The times they may be changing. At 13:30 ET, President Joe Biden is set to sign a very broad executive order designed to expand competition across a multitude of U.S. industries, while specifically "encouraging" regulators to increase scrutiny of big tech, drug prices, shipping (We spoke on the rails this morning in Market Recon), and much more. In fact, the order is expected to include as many as 72 actions and/or suggestions involving a dozen federal agencies. The end goal seems to be a remodeling of the way business thinks about corporate consolidation and ultimately antitrust laws.

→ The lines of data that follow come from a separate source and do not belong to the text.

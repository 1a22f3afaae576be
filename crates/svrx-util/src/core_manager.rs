//! svrx core version manager
//!
//! Installs and lists versions of the `svrx` package itself, using the same
//! store layout and registry as plugins.

use std::collections::BTreeMap;
use std::path::{Path, PathBuf};

use crate::error::{Result, SvrxError};
use crate::registry::Registry;
use crate::store::PackageStore;
use crate::version;

/// Tag installed when no version is given
pub const DEFAULT_TAG: &str = "latest";

pub struct CoreManager<'r> {
    store: PackageStore,
    registry: &'r dyn Registry,
}

impl<'r> CoreManager<'r> {
    /// Create a manager over `<svrx_dir>/versions`
    pub fn new(svrx_dir: &Path, registry: &'r dyn Registry) -> Self {
        Self {
            store: PackageStore::core(svrx_dir),
            registry,
        }
    }

    pub fn store(&self) -> &PackageStore {
        &self.store
    }

    /// Installed core versions, lowest first
    pub fn local_versions(&self) -> Vec<String> {
        let mut versions: Vec<String> = self
            .store
            .list_installed()
            .into_iter()
            .map(|e| e.version)
            .collect();
        versions.reverse();
        versions
    }

    /// Published core versions, lowest first
    pub fn remote_versions(&self) -> Result<Vec<String>> {
        let published = self.registry.fetch_versions(self.store.package())?;
        let entries = version::dedupe_entries(published);
        Ok(entries.into_iter().rev().map(|e| e.version).collect())
    }

    /// Published dist-tags
    pub fn remote_tags(&self) -> Result<BTreeMap<String, String>> {
        self.registry.fetch_tags(self.store.package())
    }

    /// Turn a version or dist-tag into a concrete version
    pub fn resolve(&self, version_or_tag: &str) -> Result<String> {
        if let Some(version) = version::parse_version(version_or_tag) {
            return Ok(version.to_string());
        }

        self.remote_tags()?
            .get(version_or_tag.trim())
            .cloned()
            .ok_or_else(|| SvrxError::NoSuchVersion {
                package: self.store.package().to_string(),
                version: version_or_tag.to_string(),
            })
    }

    /// Install a version or dist-tag; returns the version and its directory.
    ///
    /// An already installed version is not downloaded again.
    pub fn install(&self, version_or_tag: &str) -> Result<(String, PathBuf)> {
        let version = self.resolve(version_or_tag)?;
        if self.store.exists(&version) {
            return Ok((version.clone(), self.store.path_for(&version)));
        }

        let package = self.store.package();
        let published = self.remote_versions()?;
        if !published.iter().any(|v| v == &version) {
            return Err(SvrxError::NoSuchVersion {
                package: package.to_string(),
                version,
            });
        }

        let path = self.store.materialize(&version, |staging| {
            self.registry.download(package, &version, staging)
        })?;
        Ok((version, path))
    }

    /// The `latest` tag when it is newer than every installed version
    pub fn available_update(&self) -> Result<Option<String>> {
        let tags = self.remote_tags()?;
        let Some(latest) = tags.get(DEFAULT_TAG) else {
            return Ok(None);
        };

        let newest_local = self.local_versions().pop();
        if version::is_newer(Some(latest), newest_local.as_deref()) {
            Ok(Some(latest.clone()))
        } else {
            Ok(None)
        }
    }
}
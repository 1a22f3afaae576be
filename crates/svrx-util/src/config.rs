use std::fs;
use std::path::{Path, PathBuf};

use serde::{Deserialize, Serialize};

use crate::error::{Result, SvrxError};

const CONFIG_FILE: &str = "config.toml";

/// Environment variable overriding the svrx home directory
pub const SVRX_DIR_ENV: &str = "SVRX_DIR";

/// Environment variable overriding the configured registry
pub const SVRX_REGISTRY_ENV: &str = "SVRX_REGISTRY";

pub const DEFAULT_REGISTRY: &str = "https://registry.npmjs.org";

const DEFAULT_TIMEOUT_SECS: u64 = 30;

/// Default config template with rich comments
const DEFAULT_CONFIG_TEMPLATE: &str = r#"# svrx configuration file
# Location: ~/.svrx/config.toml (or $SVRX_DIR/config.toml)

[registry]
# Where core and plugin packages are published.
# An http(s) URL is treated as an npm-compatible registry, anything else
# as a local directory laid out as <package>/<version>/package.json.
# SVRX_REGISTRY overrides this value.
url = "https://registry.npmjs.org"

# Network timeout in seconds
timeout_secs = 30
"#;

/// Resolve the svrx home directory: `$SVRX_DIR`, else `~/.svrx`
pub fn svrx_dir() -> Result<PathBuf> {
    if let Some(dir) = std::env::var_os(SVRX_DIR_ENV).filter(|d| !d.is_empty()) {
        return Ok(PathBuf::from(dir));
    }

    let home = dirs::home_dir().ok_or(SvrxError::HomeNotFound)?;
    Ok(home.join(".svrx"))
}

/// Global configuration
#[derive(Debug, Clone, Serialize, Deserialize, Default, PartialEq, Eq)]
pub struct Config {
    #[serde(default)]
    pub registry: RegistryConfig,
}

/// Registry-related configuration
#[derive(Debug, Clone, Serialize, Deserialize, PartialEq, Eq)]
pub struct RegistryConfig {
    /// Registry URL or fixture directory
    #[serde(default = "default_registry")]
    pub url: String,

    /// Network timeout in seconds
    #[serde(default = "default_timeout")]
    pub timeout_secs: u64,
}

fn default_registry() -> String {
    DEFAULT_REGISTRY.to_string()
}

fn default_timeout() -> u64 {
    DEFAULT_TIMEOUT_SECS
}

impl Default for RegistryConfig {
    fn default() -> Self {
        Self {
            url: default_registry(),
            timeout_secs: default_timeout(),
        }
    }
}

impl Config {
    /// Load config from the svrx directory, then apply environment overrides
    pub fn load(svrx_dir: &Path) -> Result<Self> {
        let mut config = Self::load_file(svrx_dir)?;
        if let Ok(url) = std::env::var(SVRX_REGISTRY_ENV) {
            if !url.trim().is_empty() {
                config.registry.url = url;
            }
        }
        Ok(config)
    }

    /// Load config.toml only, ignoring the environment
    pub fn load_file(svrx_dir: &Path) -> Result<Self> {
        let path = svrx_dir.join(CONFIG_FILE);
        if !path.exists() {
            return Ok(Self::default());
        }

        let content = fs::read_to_string(&path)?;
        let config: Config = toml::from_str(&content).map_err(|e| SvrxError::ConfigParse {
            path: path.clone(),
            message: e.to_string(),
        })?;

        Ok(config)
    }

    /// Save config to the svrx directory
    pub fn save(&self, svrx_dir: &Path) -> Result<()> {
        let path = svrx_dir.join(CONFIG_FILE);
        fs::create_dir_all(svrx_dir)?;

        let content = toml::to_string_pretty(self)?;

        fs::write(&path, content)?;
        Ok(())
    }

    /// Get config file path
    pub fn path(svrx_dir: &Path) -> PathBuf {
        svrx_dir.join(CONFIG_FILE)
    }

    /// Initialize config with default template (rich comments)
    pub fn init(svrx_dir: &Path) -> Result<PathBuf> {
        let path = svrx_dir.join(CONFIG_FILE);
        fs::create_dir_all(svrx_dir)?;

        if !path.exists() {
            fs::write(&path, DEFAULT_CONFIG_TEMPLATE)?;
        }

        Ok(path)
    }

    /// Get a config value by dot-notation key
    pub fn get(&self, key: &str) -> Option<String> {
        match key {
            "registry.url" => Some(self.registry.url.clone()),
            "registry.timeout_secs" => Some(self.registry.timeout_secs.to_string()),
            _ => None,
        }
    }

    /// Set a config value by dot-notation key
    pub fn set(&mut self, key: &str, value: &str) -> Result<()> {
        match key {
            "registry.url" => {
                let value = value.trim();
                if value.is_empty() {
                    return Err(SvrxError::InvalidConfigValue {
                        key: key.to_string(),
                        value: value.to_string(),
                    });
                }
                self.registry.url = value.trim_end_matches('/').to_string();
                Ok(())
            }
            "registry.timeout_secs" => {
                self.registry.timeout_secs =
                    value
                        .trim()
                        .parse()
                        .map_err(|_| SvrxError::InvalidConfigValue {
                            key: key.to_string(),
                            value: value.to_string(),
                        })?;
                Ok(())
            }
            _ => Err(SvrxError::ConfigKeyNotFound {
                key: key.to_string(),
            }),
        }
    }

    /// List all config keys with their current values
    pub fn list(&self) -> Vec<(String, String)> {
        vec![
            ("registry.url".to_string(), self.registry.url.clone()),
            (
                "registry.timeout_secs".to_string(),
                self.registry.timeout_secs.to_string(),
            ),
        ]
    }
}
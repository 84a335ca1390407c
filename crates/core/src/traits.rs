use crate::{InstructionRecord, NewInstruction, RecordId, StoreError};
use std::sync::Arc;

/// Keyed persistence for instruction records.
///
/// Ids are assigned on insert and never reused. Titles are not unique;
/// `find_by_title` returns the earliest record with an exactly matching title.
pub trait RecordStore: Send + Sync {
    fn insert(&self, record: NewInstruction) -> Result<RecordId, StoreError>;

    /// All records in insertion order.
    fn list_all(&self) -> Result<Vec<InstructionRecord>, StoreError>;

    fn find_by_title(&self, title: &str) -> Result<Option<InstructionRecord>, StoreError>;
}

impl<T: RecordStore + ?Sized> RecordStore for Arc<T> {
    fn insert(&self, record: NewInstruction) -> Result<RecordId, StoreError> {
        (**self).insert(record)
    }

    fn list_all(&self) -> Result<Vec<InstructionRecord>, StoreError> {
        (**self).list_all()
    }

    fn find_by_title(&self, title: &str) -> Result<Option<InstructionRecord>, StoreError> {
        (**self).find_by_title(title)
    }
}
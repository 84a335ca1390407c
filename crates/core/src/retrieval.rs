use crate::traits::RecordStore;
use crate::{InstructionRecord, StoreError};
use std::path::PathBuf;

/// Download status of a record's PDF, checked when the record is read.
#[derive(Debug, Clone, PartialEq, Eq)]
pub enum Attachment {
    NotAttached,
    Available(PathBuf),
    Missing(PathBuf),
}

pub fn check_attachment(record: &InstructionRecord) -> Attachment {
    if !record.has_attachment() {
        return Attachment::NotAttached;
    }

    let path = PathBuf::from(&record.pdf_path);
    if path.is_file() {
        Attachment::Available(path)
    } else {
        Attachment::Missing(path)
    }
}

pub fn find_instruction(
    store: &dyn RecordStore,
    title: &str,
) -> Result<Option<(InstructionRecord, Attachment)>, StoreError> {
    Ok(store.find_by_title(title)?.map(|record| {
        let attachment = check_attachment(&record);
        (record, attachment)
    }))
}
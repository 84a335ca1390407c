pub mod memory;
pub mod sqlite;

pub use memory::MemoryRecordStore;
pub use sqlite::SqliteRecordStore;
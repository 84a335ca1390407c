use thiserror::Error;

#[derive(Debug, Error)]
pub enum IngestError {
    #[error("io error: {0}")]
    Io(#[from] std::io::Error),

    #[error("pdf extraction error: {0}")]
    Extraction(String),

    #[error("upload root {root} is not usable: {reason}")]
    Placement { root: String, reason: String },

    #[error("store error: {0}")]
    Store(#[from] StoreError),

    #[error("invalid argument: {0}")]
    InvalidArgument(String),

    #[error("invalid config: {0}")]
    InvalidConfig(String),

    #[error("http error: {0}")]
    Http(#[from] reqwest::Error),

    #[error("url parse error: {0}")]
    Url(#[from] url::ParseError),

    #[error("serialize error: {0}")]
    Serialization(#[from] serde_json::Error),

    #[error("summarizer failed: {0}")]
    Summarizer(String),
}

#[derive(Debug, Error)]
pub enum StoreError {
    #[error("sqlite error: {0}")]
    Sqlite(#[from] rusqlite::Error),

    #[error("io error: {0}")]
    Io(#[from] std::io::Error),

    #[error("record store lock poisoned: {0}")]
    Poisoned(String),

    #[error("invalid record: {0}")]
    InvalidRecord(String),
}

/// Search has no input errors: an empty query or an empty corpus is an
/// empty result, not a failure.
#[derive(Debug, Error)]
pub enum SearchError {
    #[error("record store read failed: {0}")]
    Store(#[from] StoreError),
}

pub type Result<T, E = IngestError> = std::result::Result<T, E>;
use crate::error::StoreError;
use chrono::{DateTime, Utc};
use serde::{Deserialize, Serialize};
use std::fmt;

pub const DEFAULT_TOP_K: usize = 5;

#[derive(Debug, Clone, Copy, Serialize, Deserialize, PartialEq, Eq, Hash, PartialOrd, Ord)]
#[serde(transparent)]
pub struct RecordId(pub u64);

impl fmt::Display for RecordId {
    fn fmt(&self, f: &mut fmt::Formatter<'_>) -> fmt::Result {
        write!(f, "{}", self.0)
    }
}

#[derive(Debug, Clone, Serialize, Deserialize, PartialEq)]
pub struct InstructionRecord {
    pub id: RecordId,
    pub title: String,
    pub content: String,
    /// Empty when no PDF is attached.
    pub pdf_path: String,
    pub created_at: DateTime<Utc>,
}

impl InstructionRecord {
    /// The text the fuzzy scorer runs against.
    pub fn searchable_text(&self) -> String {
        format!("{} {}", self.title, self.content)
    }

    pub fn has_attachment(&self) -> bool {
        !self.pdf_path.is_empty()
    }
}

/// A record that has not been assigned an id yet.
#[derive(Debug, Clone, Serialize, Deserialize, PartialEq, Eq)]
pub struct NewInstruction {
    pub title: String,
    pub content: String,
    #[serde(default)]
    pub pdf_path: String,
}

impl NewInstruction {
    pub fn new(
        title: impl Into<String>,
        content: impl Into<String>,
        pdf_path: impl Into<String>,
    ) -> Result<Self, StoreError> {
        let record = Self {
            title: title.into(),
            content: content.into(),
            pdf_path: pdf_path.into(),
        };
        record.validate()?;
        Ok(record)
    }

    pub fn validate(&self) -> Result<(), StoreError> {
        if self.title.trim().is_empty() {
            return Err(StoreError::InvalidRecord("title must not be empty".to_string()));
        }
        if self.content.trim().is_empty() {
            return Err(StoreError::InvalidRecord(format!(
                "content of '{}' must not be empty",
                self.title
            )));
        }
        Ok(())
    }
}

/// An uploaded document before it is placed on disk.
#[derive(Debug, Clone)]
pub struct UploadedArtifact {
    pub name: String,
    pub bytes: Vec<u8>,
    /// Operator-supplied title; the filename stem is used otherwise.
    pub title: Option<String>,
}

impl UploadedArtifact {
    pub fn new(name: impl Into<String>, bytes: Vec<u8>) -> Self {
        Self {
            name: name.into(),
            bytes,
            title: None,
        }
    }

    pub fn with_title(mut self, title: impl Into<String>) -> Self {
        self.title = Some(title.into());
        self
    }
}

#[derive(Debug, Clone, Copy, Serialize, Deserialize, PartialEq, Eq, Hash, Default)]
#[serde(rename_all = "snake_case")]
pub enum SearchMode {
    #[default]
    Fuzzy,
    Substring,
}

#[derive(Debug, Clone, Serialize, Deserialize, PartialEq)]
pub struct SearchQuery {
    pub text: String,
    pub top_k: usize,
    pub mode: SearchMode,
    /// Hits must score strictly above this.
    pub min_score: f64,
}

impl SearchQuery {
    pub fn new(text: impl Into<String>) -> Self {
        Self {
            text: text.into(),
            top_k: DEFAULT_TOP_K,
            mode: SearchMode::Fuzzy,
            min_score: 0.0,
        }
    }

    pub fn with_top_k(mut self, top_k: usize) -> Self {
        self.top_k = top_k;
        self
    }

    pub fn with_mode(mut self, mode: SearchMode) -> Self {
        self.mode = mode;
        self
    }

    pub fn with_min_score(mut self, min_score: f64) -> Self {
        self.min_score = min_score;
        self
    }
}

#[derive(Debug, Clone, Serialize, Deserialize)]
pub struct SearchHit {
    pub record: InstructionRecord,
    pub score: f64,
}

#[derive(Debug, Clone, Serialize, Deserialize)]
pub struct SearchResult {
    pub query: String,
    pub mode: SearchMode,
    /// Size of the snapshot the query was scored against.
    pub candidates: usize,
    pub hits: Vec<SearchHit>,
}

impl SearchResult {
    pub fn is_empty(&self) -> bool {
        self.hits.is_empty()
    }
}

From CNBC, I learned that among those 72 points, the administration is urging the Federal Trade Commission (FTC) to challenge prior "bad mergers" that the previous administration let slide. The administration is pushing the FTC to ban "occupational licensing restrictions", to ban or limit "non-compete agreements'', to restore "net neutrality" rules, and to block deals between landlords and broadband providers.
From Bloomberg, I learned that the order will direct federal agencies to scrutinize big tech's use of consumer data, and to more closely examine proposed future mergers. The federal government is obviously concerned that such companies as Amazon (AMZN) , Apple (AAPL) , Facebook (FB) , and Alphabet (GOOGL) collect massive amounts of data, and then use that data to their advantage, either maximizing market share or diminishing the ability of smaller players to compete and innovate.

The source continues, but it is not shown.